Ushio Fukuzawa’s The Color of Her Passport follows five individuals as they confront the bitter politics and history between Japan and Korea in their daily lives. The book begins and ends with Chie, a college student in Tokyo whose unexpected trip to Seoul with her K-pop loving friend Azusa sparks introspection over her Korean ethnicity, which she has all but ignored – or been taught to ignore – for her entire life.
As she and Azusa decide on a destination for their trip, Chie seems determined to avoid the subject of her ethnicity entirely, going as far as suggesting that they travel domestically so that she wouldn’t have to reveal her Korean passport. But failing to make a convincing case for staying in Japan, she finally tells Azusa the truth. While at first it seems that Azusa accepts this news without fanfare, when she suggests going to Seoul so that Chie might learn more about her background, Chie is hardly enthused.
Chie resists the pressure to affiliate with anything to do with Korea just because of her ethnicity. She keeps her distance from K-pop and Korean dramas, and when it comes to her lack of suffrage as a Special Permanent Resident, she maintains that she never had much interest in politics anyway. Even when she witnesses anti-Korean demonstrators marching through the streets of Shin-Ōkubo – Tokyo’s Koreatown – just before meeting Azusa, Chie adopts an air of indifference, and lies when asked if she had seen anything on her way. Over time, however, as she digs deeper into her identity through bonding with fellow Zainichi Korean Ryuhei, researching the dark history of Koreans in Japan and the Kantō Massacre of 1923, and learning the circumstances of her late father’s suicide years ago, her memory of the encounter begins to haunt her. The demonstrators' hatred appears everywhere she goes as she becomes hyperaware of Japan’s normalized racism, and paranoid that anyone around her could harbor those feelings, too.
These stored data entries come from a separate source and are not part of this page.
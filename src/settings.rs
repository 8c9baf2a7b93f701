//! Process-wide automod settings

use crate::CONSOLE_TARGET;
use crate::automod::{DEFAULT_CAPACITY, DEFAULT_TTL};
use serde::{Deserialize, Serialize};
use std::path::{Path, PathBuf};
use std::str::FromStr;
use tokio::time::Duration;
use tracing::{info, warn};

/// Settings file read at startup
pub const SETTINGS_FILE: &str = "config/automod.yaml";

pub const ENV_CONFIG_DIR: &str = "AUTOMOD_CONFIG_DIR";
pub const ENV_CACHE_TTL_SECS: &str = "AUTOMOD_CACHE_TTL_SECS";
pub const ENV_CACHE_CAPACITY: &str = "AUTOMOD_CACHE_CAPACITY";
pub const ENV_ENABLED: &str = "AUTOMOD_ENABLED";

/// Automod settings
#[derive(Debug, Clone, PartialEq, Eq, Serialize, Deserialize)]
#[serde(default)]
pub struct AutomodSettings {
    /// Global switch for the whole feature
    pub enabled: bool,
    /// Directory holding one `<guild_id>.yaml` per guild
    pub config_dir: PathBuf,
    pub cache_ttl_secs: u64,
    pub cache_capacity: usize,
    /// How often expired configs and idle spam windows are reclaimed
    pub reap_interval_secs: u64,
    /// Buffer size of the invalidation channel
    pub invalidation_buffer: usize,
}

impl Default for AutomodSettings {
    fn default() -> Self {
        Self {
            enabled: true,
            config_dir: PathBuf::from("data/automod"),
            cache_ttl_secs: DEFAULT_TTL.as_secs(),
            cache_capacity: DEFAULT_CAPACITY,
            reap_interval_secs: 60,
            invalidation_buffer: 100,
        }
    }
}

impl AutomodSettings {
    /// Load settings from [`SETTINGS_FILE`] and the environment
    ///
    /// # Errors
    /// Returns an error if the settings file exists but cannot be read or parsed.
    pub async fn load() -> Result<Self, crate::Error> {
        let mut settings = Self::from_file(SETTINGS_FILE).await?;
        settings.apply_overrides(|key| std::env::var(key).ok());
        Ok(settings)
    }

    /// Read settings from a YAML file, falling back to defaults if it doesn't exist
    ///
    /// # Errors
    /// Returns an error if the file cannot be read or is not valid YAML.
    pub async fn from_file(path: impl AsRef<Path>) -> Result<Self, crate::Error> {
        let path = path.as_ref();
        match tokio::fs::read_to_string(path).await {
            Ok(content) => {
                let settings = serde_yaml::from_str(&content)?;
                info!(target: CONSOLE_TARGET, "Loaded automod settings from {}", path.display());
                Ok(settings)
            }
            Err(e) if e.kind() == std::io::ErrorKind::NotFound => Ok(Self::default()),
            Err(e) => Err(e.into()),
        }
    }

    /// Override fields from environment-style variables. Unparseable values are ignored.
    pub fn apply_overrides<F>(&mut self, lookup: F)
    where
        F: Fn(&str) -> Option<String>,
    {
        if let Some(dir) = lookup(ENV_CONFIG_DIR) {
            self.config_dir = PathBuf::from(dir);
        }
        if let Some(ttl) = parse_override(&lookup, ENV_CACHE_TTL_SECS) {
            self.cache_ttl_secs = ttl;
        }
        if let Some(capacity) = parse_override(&lookup, ENV_CACHE_CAPACITY) {
            self.cache_capacity = capacity;
        }
        if let Some(enabled) = parse_override(&lookup, ENV_ENABLED) {
            self.enabled = enabled;
        }
    }

    #[must_use]
    pub fn cache_ttl(&self) -> Duration {
        Duration::from_secs(self.cache_ttl_secs)
    }

    #[must_use]
    pub fn reap_interval(&self) -> Duration {
        Duration::from_secs(self.reap_interval_secs.max(1))
    }
}

fn parse_override<T, F>(lookup: &F, key: &str) -> Option<T>
where
    T: FromStr,
    F: Fn(&str) -> Option<String>,
{
    let raw = lookup(key)?;
    match raw.trim().parse() {
        Ok(value) => Some(value),
        Err(_) => {
            warn!(target: CONSOLE_TARGET, "Ignoring invalid value {raw:?} for {key}");
            None
        }
    }
}

#[cfg(test)]
mod tests {
    use super::*;
    use std::collections::HashMap;

    #[test]
    fn test_defaults() {
        let settings = AutomodSettings::default();
        assert!(settings.enabled);
        assert_eq!(settings.cache_ttl(), Duration::from_secs(300));
        assert_eq!(settings.cache_capacity, 1000);
        assert_eq!(settings.reap_interval(), Duration::from_secs(60));
        assert_eq!(settings.config_dir, PathBuf::from("data/automod"));
    }

    #[test]
    fn test_partial_yaml_keeps_defaults() {
        let settings: AutomodSettings =
            serde_yaml::from_str("cache_ttl_secs: 30\nenabled: false\n")
                .expect("Failed to deserialize");
        assert_eq!(settings.cache_ttl_secs, 30);
        assert!(!settings.enabled);
        assert_eq!(settings.cache_capacity, DEFAULT_CAPACITY);
    }

    #[test]
    fn test_env_overrides() {
        let env: HashMap<&str, &str> = HashMap::from([
            (ENV_CONFIG_DIR, "/srv/automod"),
            (ENV_CACHE_TTL_SECS, "120"),
            (ENV_CACHE_CAPACITY, "lots"),
            (ENV_ENABLED, "false"),
        ]);
        let mut settings = AutomodSettings::default();
        settings.apply_overrides(|key| env.get(key).map(ToString::to_string));

        assert_eq!(settings.config_dir, PathBuf::from("/srv/automod"));
        assert_eq!(settings.cache_ttl_secs, 120);
        // Invalid value leaves the default
        assert_eq!(settings.cache_capacity, DEFAULT_CAPACITY);
        assert!(!settings.enabled);
    }

    #[tokio::test]
    async fn test_from_file() {
        let dir = tempfile::tempdir().unwrap();
        let missing = AutomodSettings::from_file(dir.path().join("automod.yaml"))
            .await
            .unwrap();
        assert_eq!(missing, AutomodSettings::default());

        let path = dir.path().join("automod.yaml");
        tokio::fs::write(&path, "cache_capacity: 10\nreap_interval_secs: 5\n")
            .await
            .unwrap();
        let settings = AutomodSettings::from_file(&path).await.unwrap();
        assert_eq!(settings.cache_capacity, 10);
        assert_eq!(settings.reap_interval(), Duration::from_secs(5));

        tokio::fs::write(&path, "cache_capacity: [").await.unwrap();
        assert!(AutomodSettings::from_file(&path).await.is_err());
    }
}
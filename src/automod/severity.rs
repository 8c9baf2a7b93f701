//! Punishment severity used for escalation

use derive_more::Display;
use serde::{Deserialize, Serialize};

/// How hard a violation is punished. Ordered so that `None < Mute < Kick < Ban`.
///
/// `None` on a triggered rule still counts as a violation: the message is
/// deleted and the author is warned.
#[derive(
    Debug, Clone, Copy, Default, PartialEq, Eq, PartialOrd, Ord, Hash, Serialize, Deserialize, Display,
)]
pub enum Severity {
    #[default]
    None,
    Mute,
    Kick,
    Ban,
}

impl Severity {
    /// Name of the corrective action applied for this severity
    #[must_use]
    pub fn action_name(self) -> &'static str {
        match self {
            Self::None => "warn",
            Self::Mute => "mute",
            Self::Kick => "kick",
            Self::Ban => "ban",
        }
    }
}

#[cfg(test)]
mod tests {
    use super::*;

    #[test]
    fn test_severity_ordering() {
        assert!(Severity::None < Severity::Mute);
        assert!(Severity::Mute < Severity::Kick);
        assert!(Severity::Kick < Severity::Ban);
        assert_eq!(
            [Severity::Kick, Severity::None, Severity::Ban, Severity::Mute]
                .into_iter()
                .max(),
            Some(Severity::Ban)
        );
    }

    #[test]
    fn test_severity_names() {
        assert_eq!(Severity::None.action_name(), "warn");
        assert_eq!(Severity::Ban.action_name(), "ban");
        assert_eq!(Severity::Mute.to_string(), "Mute");
    }

    #[test]
    fn test_severity_yaml() {
        let parsed: Severity = serde_yaml::from_str("Kick").expect("Failed to deserialize");
        assert_eq!(parsed, Severity::Kick);
    }
}
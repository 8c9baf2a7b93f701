//! Automod rules
//!
//! Each policy category is one rule type. Every rule answers two questions for
//! a message: whether it applies at all (`should_ignore`, cheap) and whether
//! the message violates it (`check`). Rules are immutable once loaded into a
//! config snapshot; the only mutable state they touch lives in [`RuleState`].

mod base;
mod invite;
mod links;
mod mention;
mod sites;
mod spam;
mod words;

use crate::automod::{
    AutomodMessage, ChannelContext, MemberContext, RuleResult, Severity,
};
use std::sync::Arc;

pub use base::BaseRule;
pub use invite::InviteRule;
pub use links::{LinksRule, extract_hosts};
pub use mention::MentionRule;
pub use sites::{FlaggedHosts, SiteReputation, SitesRule};
pub use spam::{SpamRule, SpamTracker};
pub use words::WordsRule;

#[cfg(test)]
pub use sites::MockSiteReputation;

/// Result of checking one rule against one message
#[derive(Debug, Clone, Default, PartialEq, Eq)]
pub struct CheckOutcome {
    /// Whether the message violated the rule and must be deleted
    pub violated: bool,
    pub severity: Severity,
    pub reason: String,
}

impl CheckOutcome {
    /// No violation
    #[must_use]
    pub fn clean() -> Self {
        Self::default()
    }

    /// A violation punished with `severity`
    pub fn violation(severity: Severity, reason: impl Into<String>) -> Self {
        Self {
            violated: true,
            severity,
            reason: reason.into(),
        }
    }
}

/// Shared state rules may consult while checking.
///
/// Everything in here is internally synchronized and may be used by any
/// number of concurrent evaluations.
#[derive(Clone)]
pub struct RuleState {
    /// Per guild, channel and user message windows for the spam rule
    pub spam: SpamTracker,
    /// Cached site reputation used by the sites rule
    pub reputation: Arc<dyn SiteReputation>,
}

impl Default for RuleState {
    fn default() -> Self {
        Self {
            spam: SpamTracker::new(),
            reputation: Arc::new(FlaggedHosts::new()),
        }
    }
}

impl std::fmt::Debug for RuleState {
    fn fmt(&self, f: &mut std::fmt::Formatter<'_>) -> std::fmt::Result {
        f.debug_struct("RuleState")
            .field("spam", &self.spam)
            .finish_non_exhaustive()
    }
}

/// One automod policy category
pub trait Rule: Send + Sync {
    /// Short name used in logs
    fn name(&self) -> &'static str;

    /// Cheap pre-filter. A `true` result means this rule has nothing to say
    /// about the message and its check is not run.
    fn should_ignore(
        &self,
        channel: &ChannelContext,
        message: &AutomodMessage,
        member: &MemberContext,
    ) -> bool;

    /// Check the message against the rule
    ///
    /// # Errors
    /// Returns a `RuleError` if the rule could not reach a verdict. The
    /// evaluation skips the rule and carries on with the others.
    fn check(
        &self,
        message: &AutomodMessage,
        channel: &ChannelContext,
        state: &RuleState,
    ) -> RuleResult<CheckOutcome>;

    /// Mute duration in minutes, used when this rule decides a `Mute`
    fn mute_duration(&self) -> u32;
}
I found that parts of Chie’s journey parallel my own experiences having grown up a minority in the United States. Like Chie worries after telling Azusa her ethnicity, I sometimes wonder who the people around me see before them – am I ever just another person or friend, or am I always a brown man (or gaijin) first? Just as she confirms upon arriving in Seoul that some latent attachment to the motherland won’t suddenly well up inside her, I have never felt particularly at home during any of my trips to Sylhet, either, as I probably stand out more there than I would in the middle of New York City. Finally, Chie’s fear that anyone, at any point, could be a racist has become a perfectly rational train of thought for anyone who isn’t white in the United States. But while I’ve at least had the solidarity of other minority friends, Chie, and perhaps many others like her who have grown up Japanese-passing, never had the chance to cultivate such a community herself.
Chie begins to learn how to process these complicated new feelings about herself, but while the novel ends in her perspective, it doesn’t provide her, nor any of its five protagonists, a clear resolution or path forward. Fukuzawa’s ambiguity reminds us that our deliberation about identity and belonging is ongoing. For example, although practically a mentor to Chie in terms of lived experience as a Zainichi Korean, graduate student Ryuhei is still exploring what it means to accept his ethnicity as a part of his life, especially as a naturalized citizen of Japan. Even the novel’s oldest protagonist Yoshimi, after discovering her life’s purpose advocating against racism, must confront her insecurity about whether this path will also be what makes her happy.
I believe that such honesty is better than the alternative. To suggest that any of these characters has somehow learned how to navigate multiculturalism, discrimination, and the animosity between Japan and Korea would appear arrogant in the face of decades of activism for Zainichi Korean and minorities in Japan. It would also redirect responsibility for society’s racism to the individuals most threatened by it, rather than the institutions that condone and perpetuate it, as if to say, “If they can get over it, then why can’t you?” Instead, Fukuzawa perches us over the present reality of hundreds of thousands of Koreans in Japan. And without adorning platitudes, she simply asks if we can see what she sees, too.